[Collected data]
_ _ _ _ _
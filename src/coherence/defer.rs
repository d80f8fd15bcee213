//! Coherent deferred computation
//!
//! A [`CoherentDefer`] is a deferred value that negotiates with the
//! cluster before running its closure. The `expired` predicate is the
//! only cancellation signal: it is re-polled on every loop entry and
//! inside the protocol, and a computation that already started is
//! never forcibly cancelled.

use std::sync::Arc;
use std::time::Duration;

use crate::client::deferred::{ComputeOutcome, Deferred};
use crate::key::CacheKey;

use super::manager::{CoherenceManager, QueryOutcome};

/// A zero-arg computation bound to a key in a coherence manager
pub struct CoherentDefer<V> {
    manager: Arc<CoherenceManager<V>>,
    key: CacheKey,
    expired: Box<dyn Fn() -> bool + Send + Sync>,
    task: Option<Box<dyn FnOnce() -> V + Send>>,
    timeout: Duration,
    wait_time: Option<Duration>,
    computed: bool,
}

impl<V: Clone + Send + Sync + 'static> CoherentDefer<V> {
    /// Bind `task` to `key` under `manager`.
    ///
    /// `expired` re-checks expiration against the shared cache; when
    /// it flips to false mid-protocol, the computation is abandoned.
    /// The protocol timeout defaults to the bus heartbeat interval;
    /// `wait_time` defaults to zero, meaning "never stall waiting for
    /// another node".
    pub fn new(
        manager: Arc<CoherenceManager<V>>,
        key: CacheKey,
        expired: impl Fn() -> bool + Send + Sync + 'static,
        task: impl FnOnce() -> V + Send + 'static,
    ) -> Self {
        let timeout = manager.heartbeat_timeout();
        Self {
            manager,
            key,
            expired: Box::new(expired),
            task: Some(Box::new(task)),
            timeout,
            wait_time: Some(Duration::ZERO),
            computed: false,
        }
    }

    /// Override the protocol timeout
    pub fn with_timeout(mut self, timeout: Duration) -> Self {
        self.timeout = timeout;
        self
    }

    /// How long to wait for another node's computation before
    /// retrying: `Some(ZERO)` abandons immediately (the default,
    /// keeping deferred workers unstalled), `None` waits without
    /// bound, anything else waits and then loops.
    pub fn with_wait_time(mut self, wait_time: Option<Duration>) -> Self {
        self.wait_time = wait_time;
        self
    }

    /// The key this computation is bound to
    pub fn key(&self) -> &CacheKey {
        &self.key
    }

    /// Run the coherence loop and, if this node wins the lock, the
    /// computation itself.
    pub fn undefer(&mut self) -> ComputeOutcome<V> {
        loop {
            if !(self.expired)() {
                // Already fresh somewhere; tiered caches will pull it
                // from the shared store and push it downstream.
                return ComputeOutcome::Skip;
            }
            let outcome =
                self.manager
                    .query_pending(&self.key, &*self.expired, self.timeout, true);
            match outcome {
                QueryOutcome::Vacant => {
                    // Our lock, our turn.
                    self.computed = true;
                    return match self.task.take() {
                        Some(task) => ComputeOutcome::Value(task()),
                        None => ComputeOutcome::Skip,
                    };
                }
                QueryOutcome::OutOfBand if !(self.expired)() => {
                    return ComputeOutcome::OutOfBand;
                }
                _ => match self.wait_time {
                    Some(wait) if wait.is_zero() => return ComputeOutcome::Skip,
                    wait => {
                        if self.manager.wait_done(&self.key, wait) {
                            return ComputeOutcome::Skip;
                        }
                        // Timed out waiting: maybe the holder died.
                        // Loop and renegotiate.
                    }
                },
            }
        }
    }

    /// Called after the produced value landed: announce completion if
    /// this node actually computed.
    pub fn done(&mut self) {
        if self.computed {
            self.computed = false;
            self.manager.mark_done(&self.key);
        }
    }
}

impl<V: Clone + Send + Sync + 'static> Deferred<V> for CoherentDefer<V> {
    fn resolve(&mut self) -> ComputeOutcome<V> {
        self.undefer()
    }

    fn complete(&mut self) {
        self.done();
    }
}
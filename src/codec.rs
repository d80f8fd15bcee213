//! Integrity-checked value codec
//!
//! When no shared back-end cache exists, bulk values travel peer to
//! peer. They are framed with an HMAC so a corrupted or forged frame
//! is rejected before deserialization is trusted:
//!
//! ```text
//! frame = hex(payload_len as u32 LE)  -- 8 chars
//!       || hex(hmac(key, payload))    -- 2 * digest_size chars
//!       || payload                    -- bincode bytes
//! ```
//!
//! A MAC mismatch on load is a fatal [`CacheError::Integrity`];
//! framing problems (truncation, trailing garbage, bad hex) are
//! [`CacheError::Codec`].

use hmac::{Hmac, Mac};
use serde::de::DeserializeOwned;
use serde::Serialize;
use sha1::Sha1;
use sha2::Sha256;

use crate::error::{CacheError, CacheResult};

/// Digest backing the frame MAC
#[derive(Debug, Clone, Copy, PartialEq, Eq, Default)]
pub enum ChecksumAlgorithm {
    /// HMAC-SHA256 (default)
    #[default]
    Sha256,
    /// HMAC-SHA1, for wire compatibility with older peers
    Sha1,
}

impl ChecksumAlgorithm {
    fn digest_size(self) -> usize {
        match self {
            ChecksumAlgorithm::Sha256 => 32,
            ChecksumAlgorithm::Sha1 => 20,
        }
    }
}

const LEN_HEX: usize = 8;

/// HMAC-framed codec for peer-to-peer value transfer
#[derive(Clone)]
pub struct SecureCodec {
    key: Vec<u8>,
    algorithm: ChecksumAlgorithm,
}

impl SecureCodec {
    /// Codec with the default digest
    pub fn new(key: impl Into<Vec<u8>>) -> Self {
        Self::with_algorithm(key, ChecksumAlgorithm::default())
    }

    /// Codec with an explicit digest choice
    pub fn with_algorithm(key: impl Into<Vec<u8>>, algorithm: ChecksumAlgorithm) -> Self {
        Self {
            key: key.into(),
            algorithm,
        }
    }

    fn mac_hex(&self, payload: &[u8]) -> CacheResult<String> {
        Ok(match self.algorithm {
            ChecksumAlgorithm::Sha256 => {
                let mut mac = Hmac::<Sha256>::new_from_slice(&self.key)
                    .map_err(|e| CacheError::Codec(e.to_string()))?;
                mac.update(payload);
                hex::encode(mac.finalize().into_bytes())
            }
            ChecksumAlgorithm::Sha1 => {
                let mut mac = Hmac::<Sha1>::new_from_slice(&self.key)
                    .map_err(|e| CacheError::Codec(e.to_string()))?;
                mac.update(payload);
                hex::encode(mac.finalize().into_bytes())
            }
        })
    }

    /// Serialize `value` into one integrity-checked frame.
    pub fn dump<T: Serialize>(&self, value: &T) -> CacheResult<Vec<u8>> {
        let payload = bincode::serialize(value).map_err(|e| CacheError::Codec(e.to_string()))?;
        let len = u32::try_from(payload.len())
            .map_err(|_| CacheError::Codec("payload exceeds u32 length".to_string()))?;

        let mut frame =
            Vec::with_capacity(LEN_HEX + self.algorithm.digest_size() * 2 + payload.len());
        frame.extend_from_slice(hex::encode(len.to_le_bytes()).as_bytes());
        frame.extend_from_slice(self.mac_hex(&payload)?.as_bytes());
        frame.extend_from_slice(&payload);
        Ok(frame)
    }

    /// Decode one frame, verifying the MAC before trusting the
    /// payload.
    pub fn load<T: DeserializeOwned>(&self, frame: &[u8]) -> CacheResult<T> {
        let mac_hex_len = self.algorithm.digest_size() * 2;
        if frame.len() < LEN_HEX + mac_hex_len {
            return Err(CacheError::Codec("truncated frame header".to_string()));
        }

        let len_bytes = hex::decode(&frame[..LEN_HEX])
            .map_err(|e| CacheError::Codec(format!("bad length field: {e}")))?;
        let declared = u32::from_le_bytes(
            len_bytes
                .as_slice()
                .try_into()
                .map_err(|_| CacheError::Codec("bad length field".to_string()))?,
        ) as usize;

        let payload = &frame[LEN_HEX + mac_hex_len..];
        if payload.len() != declared {
            return Err(CacheError::Codec(format!(
                "frame length mismatch: declared {declared}, got {}",
                payload.len()
            )));
        }

        let claimed = &frame[LEN_HEX..LEN_HEX + mac_hex_len];
        let expected = self.mac_hex(payload)?;
        if claimed != expected.as_bytes() {
            return Err(CacheError::Integrity("MAC mismatch".to_string()));
        }

        bincode::deserialize(payload).map_err(|e| CacheError::Codec(e.to_string()))
    }
}

#[cfg(test)]
mod tests {
    use super::*;
    use proptest::prelude::*;

    #[test]
    fn test_round_trip() {
        let codec = SecureCodec::new(b"secret".to_vec());
        let value = ("hello".to_string(), vec![1u32, 2, 3]);
        let frame = codec.dump(&value).unwrap();
        let back: (String, Vec<u32>) = codec.load(&frame).unwrap();
        assert_eq!(back, value);
    }

    #[test]
    fn test_sha1_round_trip() {
        let codec = SecureCodec::with_algorithm(b"secret".to_vec(), ChecksumAlgorithm::Sha1);
        let frame = codec.dump(&42u64).unwrap();
        assert_eq!(codec.load::<u64>(&frame).unwrap(), 42);
    }

    #[test]
    fn test_tampered_payload_is_integrity_error() {
        let codec = SecureCodec::new(b"secret".to_vec());
        let mut frame = codec.dump(&"payload".to_string()).unwrap();
        let last = frame.len() - 1;
        frame[last] ^= 0x01;
        assert!(matches!(
            codec.load::<String>(&frame),
            Err(CacheError::Integrity(_))
        ));
    }

    #[test]
    fn test_wrong_key_is_integrity_error() {
        let writer = SecureCodec::new(b"alpha".to_vec());
        let reader = SecureCodec::new(b"bravo".to_vec());
        let frame = writer.dump(&1u8).unwrap();
        assert!(matches!(
            reader.load::<u8>(&frame),
            Err(CacheError::Integrity(_))
        ));
    }

    #[test]
    fn test_truncated_frame_is_codec_error() {
        let codec = SecureCodec::new(b"secret".to_vec());
        let frame = codec.dump(&12345u64).unwrap();
        assert!(matches!(
            codec.load::<u64>(&frame[..10]),
            Err(CacheError::Codec(_))
        ));
    }

    #[test]
    fn test_length_mismatch_is_codec_error() {
        let codec = SecureCodec::new(b"secret".to_vec());
        let mut frame = codec.dump(&7u8).unwrap();
        frame.extend_from_slice(b"trailing");
        assert!(matches!(
            codec.load::<u8>(&frame),
            Err(CacheError::Codec(_))
        ));
    }

    #[test]
    fn test_digests_are_not_interchangeable() {
        let sha256 = SecureCodec::new(b"k".to_vec());
        let sha1 = SecureCodec::with_algorithm(b"k".to_vec(), ChecksumAlgorithm::Sha1);
        let frame = sha256.dump(&1u8).unwrap();
        assert!(sha1.load::<u8>(&frame).is_err());
    }

    proptest! {
        #[test]
        fn prop_round_trip_identity(value in proptest::collection::vec(any::<u8>(), 0..512)) {
            let codec = SecureCodec::new(b"prop-key".to_vec());
            let frame = codec.dump(&value).unwrap();
            let back: Vec<u8> = codec.load(&frame).unwrap();
            prop_assert_eq!(back, value);
        }

        #[test]
        fn prop_bit_flips_never_pass(value in proptest::collection::vec(any::<u8>(), 1..128), pos_seed: usize, bit in 0u8..8) {
            let codec = SecureCodec::new(b"prop-key".to_vec());
            let mut frame = codec.dump(&value).unwrap();
            let pos = pos_seed % frame.len();
            frame[pos] ^= 1 << bit;
            // A flip in the length field breaks framing, in the MAC
            // field breaks the comparison, in the payload breaks the
            // MAC itself. No single-bit corruption may decode.
            prop_assert!(codec.load::<Vec<u8>>(&frame).is_err());
        }
    }
}
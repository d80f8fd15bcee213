//! Namespace-scoped cache views
//!
//! A namespace wrapper rewrites every external key `k` to
//! `(namespace, revision, k)`, letting many sub-clients share one
//! store without collisions. Its `clear` is a logical operation: it
//! bumps the revision (orphaning every decorated key of the old
//! revision) and records the new revision under the well-known
//! [`REVMARK`] sub-key so other processes sharing the store observe
//! the clear. The physical `clear` of a shared store may well be a
//! no-op; the revision bump is the real thing.
//!
//! The revision must be incremented before anything is published:
//! a concurrent read decorating with the old revision can then never
//! observe entries written under the new one.

use std::sync::atomic::{AtomicU64, Ordering};
use std::sync::Arc;
use std::time::Duration;

use crate::error::CacheResult;
use crate::key::CacheKey;

use super::CacheClient;

/// Reserved sub-key holding the current revision of a namespace.
/// User keys must not collide with it.
pub const REVMARK: &str = "REVMARK";

/// TTL of the REVMARK entry, in seconds
const REVMARK_TTL: f64 = 3600.0;

/// Values that can carry a namespace revision through the underlying
/// store.
///
/// The revision lives inside the shared cache (under [`REVMARK`]), so
/// the value type must be able to encode one. Implementations exist
/// for the common value shapes; anything serde-ish can add its own.
pub trait RevisionValue: Sized {
    /// Encode a revision number into the value space
    fn encode_revision(revision: u64) -> Self;
    /// Decode a revision number back out, if this value holds one
    fn decode_revision(&self) -> Option<u64>;
}

impl RevisionValue for u64 {
    fn encode_revision(revision: u64) -> Self {
        revision
    }
    fn decode_revision(&self) -> Option<u64> {
        Some(*self)
    }
}

impl RevisionValue for i64 {
    fn encode_revision(revision: u64) -> Self {
        revision as i64
    }
    fn decode_revision(&self) -> Option<u64> {
        u64::try_from(*self).ok()
    }
}

impl RevisionValue for String {
    fn encode_revision(revision: u64) -> Self {
        revision.to_string()
    }
    fn decode_revision(&self) -> Option<u64> {
        self.parse().ok()
    }
}

impl RevisionValue for serde_json::Value {
    fn encode_revision(revision: u64) -> Self {
        serde_json::Value::from(revision)
    }
    fn decode_revision(&self) -> Option<u64> {
        self.as_u64()
    }
}

fn decorate(namespace: &str, revision: u64, key: CacheKey) -> CacheKey {
    CacheKey::Seq(vec![
        CacheKey::Str(namespace.to_string()),
        CacheKey::Int(revision as i64),
        key,
    ])
}

fn revmark_key(namespace: &str) -> CacheKey {
    CacheKey::Seq(vec![
        CacheKey::Str(namespace.to_string()),
        CacheKey::Str(REVMARK.to_string()),
    ])
}

/// Key-mangling wrapper scoping a client to one namespace
pub struct NamespaceWrapper<V, C> {
    namespace: Arc<str>,
    revision: AtomicU64,
    client: Arc<C>,
    _value: std::marker::PhantomData<fn() -> V>,
}

impl<V, C> NamespaceWrapper<V, C>
where
    V: RevisionValue + Clone + Send + Sync,
    C: CacheClient<CacheKey, V>,
{
    /// Scope `client` to `namespace`, recovering the revision from
    /// the REVMARK entry when one is present.
    pub fn new(namespace: &str, client: Arc<C>) -> Self {
        let revision = client
            .get(&revmark_key(namespace))
            .ok()
            .and_then(|v| v.decode_revision())
            .unwrap_or(0);
        Self {
            namespace: Arc::from(namespace),
            revision: AtomicU64::new(revision),
            client,
            _value: std::marker::PhantomData,
        }
    }

    /// The namespace this wrapper scopes to
    pub fn namespace(&self) -> &str {
        &self.namespace
    }

    /// Current logical revision
    pub fn revision(&self) -> u64 {
        self.revision.load(Ordering::SeqCst)
    }

    fn decorated(&self, key: CacheKey) -> CacheKey {
        decorate(&self.namespace, self.revision(), key)
    }
}

impl<V, C> CacheClient<CacheKey, V> for NamespaceWrapper<V, C>
where
    V: RevisionValue + Clone + Send + Sync,
    C: CacheClient<CacheKey, V>,
{
    fn is_async(&self) -> bool {
        self.client.is_async()
    }

    fn capacity(&self) -> usize {
        self.client.capacity()
    }

    fn usage(&self) -> usize {
        self.client.usage()
    }

    fn wait(&self, key: &CacheKey, timeout: Option<Duration>) {
        self.client.wait(&self.decorated(key.clone()), timeout);
    }

    fn put(&self, key: CacheKey, value: V, ttl: f64) {
        self.client.put(self.decorated(key), value, ttl);
    }

    fn add(&self, key: CacheKey, value: V, ttl: f64) -> bool {
        self.client.add(self.decorated(key), value, ttl)
    }

    fn delete(&self, key: &CacheKey) {
        self.client.delete(&self.decorated(key.clone()));
    }

    fn expire(&self, key: &CacheKey) {
        self.client.expire(&self.decorated(key.clone()));
    }

    fn get_ttl(&self, key: &CacheKey) -> CacheResult<(V, f64)> {
        self.client.get_ttl(&self.decorated(key.clone()))
    }

    fn contains(&self, key: &CacheKey, ttl_margin: Option<f64>) -> bool {
        self.client.contains(&self.decorated(key.clone()), ttl_margin)
    }

    /// A shared store cannot really be wiped by one tenant, so clear
    /// switches revisions instead: bump, persist under REVMARK, then
    /// attempt the physical clear.
    fn clear(&self) {
        let revision = self.revision.fetch_add(1, Ordering::SeqCst) + 1;
        self.client
            .put(revmark_key(&self.namespace), V::encode_revision(revision), REVMARK_TTL);
        self.client.clear();
    }

    fn purge(&self, timeout: f64) {
        self.client.purge(timeout);
    }
}

/// A namespace wrapper that mirrors its namespace and revision from a
/// reference wrapper instead of owning them.
///
/// The mirror tracks revision bumps made through the reference (cache
/// clears) while targeting its own underlying client. Clearing a
/// mirror performs only the physical clear; the revision stays owned
/// by the reference.
pub struct NamespaceMirrorWrapper<V, R, C> {
    reference: Arc<NamespaceWrapper<V, R>>,
    client: Arc<C>,
}

impl<V, R, C> NamespaceMirrorWrapper<V, R, C>
where
    V: RevisionValue + Clone + Send + Sync,
    R: CacheClient<CacheKey, V>,
    C: CacheClient<CacheKey, V>,
{
    /// Mirror `reference`'s namespace state over `client`
    pub fn new(reference: Arc<NamespaceWrapper<V, R>>, client: Arc<C>) -> Self {
        Self { reference, client }
    }

    /// The mirrored namespace
    pub fn namespace(&self) -> &str {
        self.reference.namespace()
    }

    /// The mirrored revision
    pub fn revision(&self) -> u64 {
        self.reference.revision()
    }

    fn decorated(&self, key: CacheKey) -> CacheKey {
        decorate(self.reference.namespace(), self.reference.revision(), key)
    }
}

impl<V, R, C> CacheClient<CacheKey, V> for NamespaceMirrorWrapper<V, R, C>
where
    V: RevisionValue + Clone + Send + Sync,
    R: CacheClient<CacheKey, V>,
    C: CacheClient<CacheKey, V>,
{
    fn is_async(&self) -> bool {
        self.client.is_async()
    }

    fn capacity(&self) -> usize {
        self.client.capacity()
    }

    fn usage(&self) -> usize {
        self.client.usage()
    }

    fn wait(&self, key: &CacheKey, timeout: Option<Duration>) {
        self.client.wait(&self.decorated(key.clone()), timeout);
    }

    fn put(&self, key: CacheKey, value: V, ttl: f64) {
        self.client.put(self.decorated(key), value, ttl);
    }

    fn add(&self, key: CacheKey, value: V, ttl: f64) -> bool {
        self.client.add(self.decorated(key), value, ttl)
    }

    fn delete(&self, key: &CacheKey) {
        self.client.delete(&self.decorated(key.clone()));
    }

    fn expire(&self, key: &CacheKey) {
        self.client.expire(&self.decorated(key.clone()));
    }

    fn get_ttl(&self, key: &CacheKey) -> CacheResult<(V, f64)> {
        self.client.get_ttl(&self.decorated(key.clone()))
    }

    fn contains(&self, key: &CacheKey, ttl_margin: Option<f64>) -> bool {
        self.client.contains(&self.decorated(key.clone()), ttl_margin)
    }

    fn clear(&self) {
        self.client.clear();
    }

    fn purge(&self, timeout: f64) {
        self.client.purge(timeout);
    }
}

#[cfg(test)]
mod tests {
    use super::*;
    use crate::client::inproc::inproc_cache_client;
    use crate::client::sync::ReadWriteSyncAdapter;

    fn key(s: &str) -> CacheKey {
        CacheKey::from(s)
    }

    /// A stand-in for a shared back-end store: one tenant's `clear`
    /// cannot wipe it, so the call is a no-op there.
    struct SharedStoreStub<V: Clone + Send + Sync>(Arc<ReadWriteSyncAdapter<CacheKey, V>>);

    impl<V: Clone + Send + Sync> CacheClient<CacheKey, V> for SharedStoreStub<V> {
        fn capacity(&self) -> usize {
            self.0.capacity()
        }
        fn usage(&self) -> usize {
            self.0.usage()
        }
        fn put(&self, key: CacheKey, value: V, ttl: f64) {
            self.0.put(key, value, ttl);
        }
        fn delete(&self, key: &CacheKey) {
            self.0.delete(key);
        }
        fn expire(&self, key: &CacheKey) {
            self.0.expire(key);
        }
        fn get_ttl(&self, key: &CacheKey) -> CacheResult<(V, f64)> {
            self.0.get_ttl(key)
        }
        fn contains(&self, key: &CacheKey, ttl_margin: Option<f64>) -> bool {
            self.0.contains(key, ttl_margin)
        }
        fn clear(&self) {}
        fn purge(&self, timeout: f64) {
            self.0.purge(timeout);
        }
    }

    fn shared_stub<V: Clone + Send + Sync + 'static>() -> Arc<SharedStoreStub<V>> {
        Arc::new(SharedStoreStub(inproc_cache_client::<CacheKey, V>(64)))
    }

    #[test]
    fn test_namespace_isolation() {
        let shared = inproc_cache_client::<CacheKey, String>(64);
        let a = NamespaceWrapper::new("a", Arc::clone(&shared));
        let b = NamespaceWrapper::new("b", Arc::clone(&shared));

        a.put(key("k"), "va".to_string(), 60.0);
        assert_eq!(a.get(&key("k")).unwrap(), "va");
        assert!(b.get(&key("k")).is_err());
    }

    #[test]
    fn test_clear_is_a_revision_bump() {
        let shared = shared_stub::<String>();
        let ns = NamespaceWrapper::new("sessions", Arc::clone(&shared));

        ns.put(key("k"), "v1".to_string(), 60.0);
        assert_eq!(ns.revision(), 0);
        ns.clear();
        assert_eq!(ns.revision(), 1);
        assert!(ns.get(&key("k")).is_err());

        // The old entry is orphaned under its revision-0 decorated
        // key, not rewritten or physically removed.
        let old_decorated =
            CacheKey::Seq(vec![key("sessions"), CacheKey::Int(0), key("k")]);
        let (value, ttl) = shared.get_ttl(&old_decorated).unwrap();
        assert_eq!(value, "v1");
        assert!(ttl <= 60.0);
    }

    #[test]
    fn test_revision_recovered_from_revmark() {
        let shared = shared_stub::<u64>();
        let ns = NamespaceWrapper::<u64, _>::new("ns", Arc::clone(&shared));
        ns.clear();
        ns.clear();
        assert_eq!(ns.revision(), 2);

        let reopened = NamespaceWrapper::<u64, _>::new("ns", Arc::clone(&shared));
        assert_eq!(reopened.revision(), 2);
    }

    #[test]
    fn test_mirror_tracks_reference_revision() {
        let shared = inproc_cache_client::<CacheKey, String>(64);
        let private = inproc_cache_client::<CacheKey, String>(64);
        let reference = Arc::new(NamespaceWrapper::new("ns", Arc::clone(&shared)));
        let mirror = NamespaceMirrorWrapper::new(Arc::clone(&reference), private);

        mirror.put(key("k"), "v".to_string(), 60.0);
        assert_eq!(mirror.get(&key("k")).unwrap(), "v");

        reference.clear();
        assert_eq!(mirror.revision(), reference.revision());
        // New revision, new decorated key: the mirror's old entry is
        // invisible now.
        assert!(mirror.get(&key("k")).is_err());
    }
}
_ _ _ _ _
Across the records above, how many lines hold the string "NamespaceWrapper"? The number alone will do.

* Answer to this problem
11